-- Opening Marker --

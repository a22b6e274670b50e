//! Browse mode: the observe/think/act/validate control loop
//!
//! ```text
//! plan (classify, maybe generate todos)
//! for attempt in 1..=max_validation_attempts
//!     for cycle in 1..=max_cycles_per_attempt
//!         observe -> think -> act        (ends on done tool or loop)
//!     validate                            (success, or feedback + retry)
//! ```
//!
//! Cancellation is checked before every phase and before every tool call.

use super::human_input::{wait_for_human_input, HumanInputOutcome};
use super::loop_detector::LoopDetector;
use super::prompts::{self, Classification, NextAction, Plan, Validation};
use super::{stream_text, Agent};
use crate::context::ExecutionContext;
use crate::error::{AgentError, Result};
use crate::execution::{ExecutionMetadata, PlanningMode};
use crate::llm::{complete_as, LlmResponse};
use crate::message::Turn;
use crate::pubsub::MessageRole;
use crate::telemetry::{SPAN_AGENT_ATTEMPT, SPAN_AGENT_EXECUTE};
use crate::tools::{DoneTool, TodoManagerTool, ToolRegistry};
use async_trait::async_trait;
use std::sync::Arc;
use tracing::Instrument;

/// How one validation attempt's inner loop ended
#[derive(Debug, Clone, PartialEq, Eq)]
pub enum AttemptOutcome {
    /// The done tool was called; carries its summary
    Done(String),
    /// Cycle budget used up
    BudgetExhausted,
    /// Repeated model output
    LoopDetected,
    /// A human-input pause timed out
    HumanInputTimeout,
}

pub struct BrowseAgent {
    ctx: Arc<ExecutionContext>,
    tools: ToolRegistry,
}

impl BrowseAgent {
    /// Agent over `ctx` with the injected `tools` plus the built-in todo and
    /// done tools
    pub fn new(ctx: Arc<ExecutionContext>, tools: &ToolRegistry) -> Self {
        let tools = tools.snapshot();
        tools.register(Arc::new(TodoManagerTool));
        tools.register_if_absent(Arc::new(DoneTool::new(
            ctx.config().agent.done_tool_name.clone(),
        )));
        Self { ctx, tools }
    }

    pub fn tools(&self) -> &ToolRegistry {
        &self.tools
    }

    async fn run(&self, query: &str, metadata: &ExecutionMetadata) -> Result<()> {
        let ctx = &self.ctx;
        let config = &ctx.config().agent;
        ctx.set_current_task(query);

        {
            let mut history = ctx.history();
            history.append_system(prompts::browse_system_prompt(
                config.system_prompt.as_deref(),
                &config.done_tool_name,
            ));
            history.append_human(query);
        }

        self.prepare_plan(query, metadata).await?;

        let max_attempts = config.max_validation_attempts.max(1);

        for attempt in 1..=max_attempts {
            ctx.check_cancelled()?;
            let span = tracing::info_span!(SPAN_AGENT_ATTEMPT, attempt);
            let outcome = self.run_attempt(query).instrument(span).await?;
            tracing::info!(
                execution_id = %ctx.execution_id(),
                attempt,
                outcome = ?outcome,
                "Attempt finished"
            );

            ctx.check_cancelled()?;
            let validation = self.validate(query).await?;
            if validation.is_complete {
                let answer = match outcome {
                    AttemptOutcome::Done(summary) if !summary.is_empty() => summary,
                    _ => validation.reasoning,
                };
                ctx.channel()
                    .publish_message(answer.clone(), MessageRole::Assistant);
                ctx.history().append_ai(answer);
                return Ok(());
            }

            tracing::info!(
                execution_id = %ctx.execution_id(),
                attempt,
                reasoning = %validation.reasoning,
                "Validation rejected attempt"
            );
            ctx.channel().publish_message(
                format!("Not done yet: {}", validation.reasoning),
                MessageRole::Thinking,
            );
            ctx.history()
                .append_human(prompts::validation_feedback(&validation));
        }

        Err(AgentError::Incomplete {
            attempts: max_attempts,
        })
    }

    /// Load the todo list from a predefined plan, or classify the task and
    /// generate one for complex tasks
    async fn prepare_plan(&self, query: &str, metadata: &ExecutionMetadata) -> Result<()> {
        let ctx = &self.ctx;
        let max_todos = ctx.config().agent.max_todos;

        let steps = match (&metadata.execution_mode, &metadata.predefined_plan) {
            (PlanningMode::Predefined, Some(plan)) => plan.steps.clone(),
            _ => {
                ctx.check_cancelled()?;
                let llm = ctx.llm().await?;
                let mut turns = ctx.history().get_all();
                turns.push(Turn::human(prompts::classification_instruction(query)));
                let classification: Classification =
                    complete_as(llm.as_ref(), &turns, &prompts::classification_schema()).await?;
                if classification.is_simple {
                    return Ok(());
                }

                ctx.check_cancelled()?;
                turns.pop();
                turns.push(Turn::human(prompts::planning_instruction(query, max_todos)));
                let plan: Plan = complete_as(llm.as_ref(), &turns, &prompts::plan_schema()).await?;
                plan.steps
            }
        };

        let markdown = {
            let mut todos = ctx.todos();
            todos.add_multiple(steps);
            todos.to_markdown()
        };
        ctx.channel()
            .publish_message(format!("Plan:\n{}", markdown), MessageRole::Thinking);
        ctx.history().append_ai(format!("Plan:\n{}", markdown));
        Ok(())
    }

    async fn run_attempt(&self, query: &str) -> Result<AttemptOutcome> {
        let ctx = &self.ctx;
        let max_cycles = ctx.config().agent.max_cycles_per_attempt;
        let mut detector = LoopDetector::from_config(&ctx.config().agent);

        for _ in 0..max_cycles {
            ctx.check_cancelled()?;
            let focus = self.current_focus(query);

            self.observe(&focus).await?;

            ctx.check_cancelled()?;
            let action = self.think(&focus).await?;

            ctx.check_cancelled()?;
            let response = self.request_call(&action).await?;
            if let Some(outcome) = self.act(&response).await? {
                return Ok(outcome);
            }

            if detector.record(&action.tool_name, &response.to_turn()) {
                tracing::warn!(execution_id = %ctx.execution_id(), "Repetition loop detected");
                ctx.channel().publish_message(
                    "I seem to be repeating myself; stopping to check progress.",
                    MessageRole::Thinking,
                );
                return Ok(AttemptOutcome::LoopDetected);
            }
        }
        Ok(AttemptOutcome::BudgetExhausted)
    }

    /// The active todo, or the task itself when there is no plan
    fn current_focus(&self, query: &str) -> String {
        self.ctx
            .todos()
            .get_next_todo()
            .map(|todo| todo.content)
            .unwrap_or_else(|| query.to_string())
    }

    async fn observe(&self, focus: &str) -> Result<()> {
        let ctx = &self.ctx;
        let page = ctx.browser().current_page().await?;
        ctx.history().append_browser_state(page.render());

        let mut turns = ctx.history().get_all();
        turns.push(Turn::human(prompts::observe_instruction(focus)));
        let response = stream_text(ctx, &turns, MessageRole::Thinking).await?;
        if !response.content.trim().is_empty() {
            ctx.history().append_ai(response.content);
        }
        Ok(())
    }

    async fn think(&self, focus: &str) -> Result<NextAction> {
        let ctx = &self.ctx;
        let llm = ctx.llm().await?;
        let tool_names = self.tools.list();

        let mut turns = ctx.history().get_all();
        turns.push(Turn::human(prompts::think_instruction(focus, &tool_names)));
        let action: NextAction = complete_as(
            llm.as_ref(),
            &turns,
            &prompts::next_action_schema(&tool_names),
        )
        .await?;

        if !action.rationale.is_empty() {
            ctx.channel()
                .publish_message(action.rationale.clone(), MessageRole::Narration);
        }
        ctx.history()
            .append_ai(format!("Next: {} ({})", action.tool_name, action.rationale));
        Ok(action)
    }

    /// Ask the model to invoke the chosen tool
    async fn request_call(&self, action: &NextAction) -> Result<LlmResponse> {
        let ctx = &self.ctx;
        let llm = ctx.llm().await?;
        let definitions = self.tools.definitions();

        let mut turns = ctx.history().get_all();
        turns.push(Turn::human(prompts::act_instruction(&action.tool_name)));
        llm.complete(&turns, &definitions).await
    }

    /// Fold the model's act response into history and run its tool calls
    ///
    /// Returns an outcome when the attempt should end.
    async fn act(&self, response: &LlmResponse) -> Result<Option<AttemptOutcome>> {
        let ctx = &self.ctx;
        if !response.has_tool_calls() {
            if !response.content.trim().is_empty() {
                ctx.history().append_ai(response.content.as_str());
            }
            return Ok(None);
        }
        ctx.history().append(response.to_turn());

        let done_tool = ctx.config().agent.done_tool_name.as_str();
        for call in &response.tool_calls {
            ctx.check_cancelled()?;
            ctx.channel()
                .publish_message(format!("Running {}", call.name), MessageRole::Thinking);

            let output = self.tools.execute(call, ctx).await;
            ctx.history().append_tool(call.id.as_str(), output.to_content());

            if call.name == done_tool && output.ok {
                return Ok(Some(AttemptOutcome::Done(
                    output.output_text().unwrap_or_default(),
                )));
            }

            if output.requires_human_input {
                let prompt = output
                    .prompt
                    .clone()
                    .unwrap_or_else(|| "Please complete the step in the browser".to_string());
                return self.pause_for_human(&prompt).await;
            }
        }
        Ok(None)
    }

    async fn pause_for_human(&self, prompt: &str) -> Result<Option<AttemptOutcome>> {
        let ctx = &self.ctx;
        match wait_for_human_input(ctx, prompt).await? {
            HumanInputOutcome::Done => {
                ctx.history().append_human(format!(
                    "I completed the requested step: {}. Continue with the task.",
                    prompt
                ));
                Ok(None)
            }
            HumanInputOutcome::TimedOut => {
                ctx.channel().publish_message(
                    "Timed out waiting for human input",
                    MessageRole::Thinking,
                );
                ctx.history().append_human(format!(
                    "Nobody completed the requested step ({}) in time.",
                    prompt
                ));
                Ok(Some(AttemptOutcome::HumanInputTimeout))
            }
            HumanInputOutcome::Aborted => {
                ctx.cancel_execution(true);
                ctx.channel()
                    .publish_message("Task aborted by user", MessageRole::Assistant);
                Err(ctx.cancellation_error())
            }
        }
    }

    async fn validate(&self, query: &str) -> Result<Validation> {
        let ctx = &self.ctx;
        let llm = ctx.llm().await?;
        let mut turns = ctx.history().get_all();
        turns.push(Turn::human(prompts::validation_instruction(query)));
        complete_as(llm.as_ref(), &turns, &prompts::validation_schema()).await
    }
}

#[async_trait]
impl Agent for BrowseAgent {
    async fn execute(&self, query: &str, metadata: &ExecutionMetadata) -> Result<()> {
        let span = tracing::info_span!(
            SPAN_AGENT_EXECUTE,
            execution_id = %self.ctx.execution_id(),
            mode = "browse",
        );
        self.run(query, metadata).instrument(span).await
    }
}
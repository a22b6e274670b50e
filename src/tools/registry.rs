//! Tool Registry
//!
//! Thread-safe registration, lookup, and execution. Execution never fails:
//! unknown tools and tool errors come back as failed outputs, and every call
//! is recorded as a metric on the execution context.

use super::{Tool, ToolOutput};
use crate::context::ExecutionContext;
use crate::llm::ToolDefinition;
use crate::message::ToolCall;
use crate::telemetry::{ToolMetric, SPAN_TOOL_EXECUTE};
use std::collections::HashMap;
use std::sync::{Arc, PoisonError, RwLock};
use tracing::Instrument;

/// Tool registry for managing available tools
#[derive(Default)]
pub struct ToolRegistry {
    tools: RwLock<HashMap<String, Arc<dyn Tool>>>,
}

impl ToolRegistry {
    pub fn new() -> Self {
        Self::default()
    }

    /// Register a tool, replacing any tool with the same name
    pub fn register(&self, tool: Arc<dyn Tool>) {
        let name = tool.name().to_string();
        let mut tools = self.tools.write().unwrap_or_else(PoisonError::into_inner);
        tracing::debug!(tool = %name, "Registering tool");
        tools.insert(name, tool);
    }

    /// Register a tool only if the name is free; returns whether it was added
    pub fn register_if_absent(&self, tool: Arc<dyn Tool>) -> bool {
        let mut tools = self.tools.write().unwrap_or_else(PoisonError::into_inner);
        if tools.contains_key(tool.name()) {
            return false;
        }
        tools.insert(tool.name().to_string(), tool);
        true
    }

    /// Unregister a tool by name
    ///
    /// Returns true if the tool was found and removed.
    pub fn unregister(&self, name: &str) -> bool {
        let mut tools = self.tools.write().unwrap_or_else(PoisonError::into_inner);
        tools.remove(name).is_some()
    }

    pub fn get(&self, name: &str) -> Option<Arc<dyn Tool>> {
        let tools = self.tools.read().unwrap_or_else(PoisonError::into_inner);
        tools.get(name).cloned()
    }

    pub fn contains(&self, name: &str) -> bool {
        let tools = self.tools.read().unwrap_or_else(PoisonError::into_inner);
        tools.contains_key(name)
    }

    /// Independent registry holding the same tools
    pub fn snapshot(&self) -> Self {
        let tools = self.tools.read().unwrap_or_else(PoisonError::into_inner);
        Self {
            tools: RwLock::new(tools.clone()),
        }
    }

    /// Tool definitions for LLM, sorted by name
    pub fn definitions(&self) -> Vec<ToolDefinition> {
        let tools = self.tools.read().unwrap_or_else(PoisonError::into_inner);
        let mut definitions: Vec<_> = tools
            .values()
            .map(|tool| ToolDefinition {
                name: tool.name().to_string(),
                description: tool.description().to_string(),
                parameters: tool.parameters(),
            })
            .collect();
        definitions.sort_by(|a, b| a.name.cmp(&b.name));
        definitions
    }

    /// Registered tool names, sorted
    pub fn list(&self) -> Vec<String> {
        let tools = self.tools.read().unwrap_or_else(PoisonError::into_inner);
        let mut names: Vec<_> = tools.keys().cloned().collect();
        names.sort();
        names
    }

    pub fn len(&self) -> usize {
        self.tools.read().unwrap_or_else(PoisonError::into_inner).len()
    }

    pub fn is_empty(&self) -> bool {
        self.len() == 0
    }

    /// Execute a tool call and record its metric on `ctx`
    pub async fn execute(&self, call: &ToolCall, ctx: &ExecutionContext) -> ToolOutput {
        let span = tracing::info_span!(
            SPAN_TOOL_EXECUTE,
            "a3s.tool.name" = %call.name,
            "a3s.tool.id" = %call.id,
            "a3s.tool.success" = tracing::field::Empty,
            "a3s.tool.duration_ms" = tracing::field::Empty,
        );
        let start = tokio::time::Instant::now();

        let output = match self.get(&call.name) {
            Some(tool) => match tool.execute(&call.args, ctx).instrument(span.clone()).await {
                Ok(output) => output,
                Err(e) => {
                    tracing::warn!(tool = %call.name, error = %e, "Tool execution failed");
                    ToolOutput::error(format!("{:#}", e))
                }
            },
            None => ToolOutput::error(format!("Unknown tool: {}", call.name)),
        };

        let duration_ms = start.elapsed().as_millis() as u64;
        span.record("a3s.tool.success", output.ok);
        span.record("a3s.tool.duration_ms", duration_ms as i64);

        let metric = if output.ok {
            ToolMetric::success(&call.name, duration_ms)
        } else {
            ToolMetric::failure(
                &call.name,
                duration_ms,
                output.error.clone().unwrap_or_default(),
            )
        };
        ctx.record_tool_metric(&call.id, metric);
        output
    }
}
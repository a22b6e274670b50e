//! Executions: isolated, resumable task streams
//!
//! An [`Execution`] owns one conversation: a bounded history and a scoped
//! event channel that survive across `run()` calls. Everything else (the
//! [`ExecutionContext`], the agent) is rebuilt per run. Starting a run while
//! another is in flight cancels the earlier one; there is no queueing.
//!
//! Lifecycle:
//!
//! ```text
//! Created -> Initializing -> Running -> Completed | Failed | Cancelled
//!                              |
//!                              +-> Cancelling -> Cancelled
//!
//! any finished state -> Initializing (next run)
//! any state          -> Disposed (terminal)
//! ```

mod manager;

pub use manager::{ExecutionManager, ExecutionStats};

use crate::agent::create_agent;
use crate::browser::{BrowserContext, BrowserContextFactory, TabId};
use crate::config::RuntimeConfig;
use crate::context::ExecutionContext;
use crate::error::{AgentError, Result};
use crate::history::MessageHistory;
use crate::llm::LlmProvider;
use crate::pubsub::{ChannelRegistry, HumanAction, MessageRole, ScopedEventChannel};
use crate::tools::ToolRegistry;
use chrono::{DateTime, Utc};
use serde::{Deserialize, Serialize};
use std::sync::{Arc, Mutex, MutexGuard, OnceLock, PoisonError};

/// Message published when a user pauses a run
pub const PAUSE_MESSAGE: &str = "Task paused by user";

/// Which agent handles the execution's runs
#[derive(Debug, Clone, Copy, Default, PartialEq, Eq, Hash, Serialize, Deserialize)]
#[serde(rename_all = "lowercase")]
pub enum AgentMode {
    /// Answer questions about the open tabs
    Chat,
    /// Drive the browser until the task is done
    #[default]
    Browse,
}

impl std::fmt::Display for AgentMode {
    fn fmt(&self, f: &mut std::fmt::Formatter<'_>) -> std::fmt::Result {
        match self {
            AgentMode::Chat => write!(f, "chat"),
            AgentMode::Browse => write!(f, "browse"),
        }
    }
}

impl std::str::FromStr for AgentMode {
    type Err = AgentError;

    fn from_str(s: &str) -> Result<Self> {
        match s.to_lowercase().as_str() {
            "chat" => Ok(AgentMode::Chat),
            "browse" | "agent" => Ok(AgentMode::Browse),
            other => Err(AgentError::Config(format!("Unknown agent mode: {}", other))),
        }
    }
}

-- Closing Marker --

» TASK OBJECTIVE: If a line of the data above contains "Assistant", copy it out.

» ANSWER BOX:
                    .publish_message(answer.clone(), MessageRole::Assistant);
                    .publish_message("Task aborted by user", MessageRole::Assistant);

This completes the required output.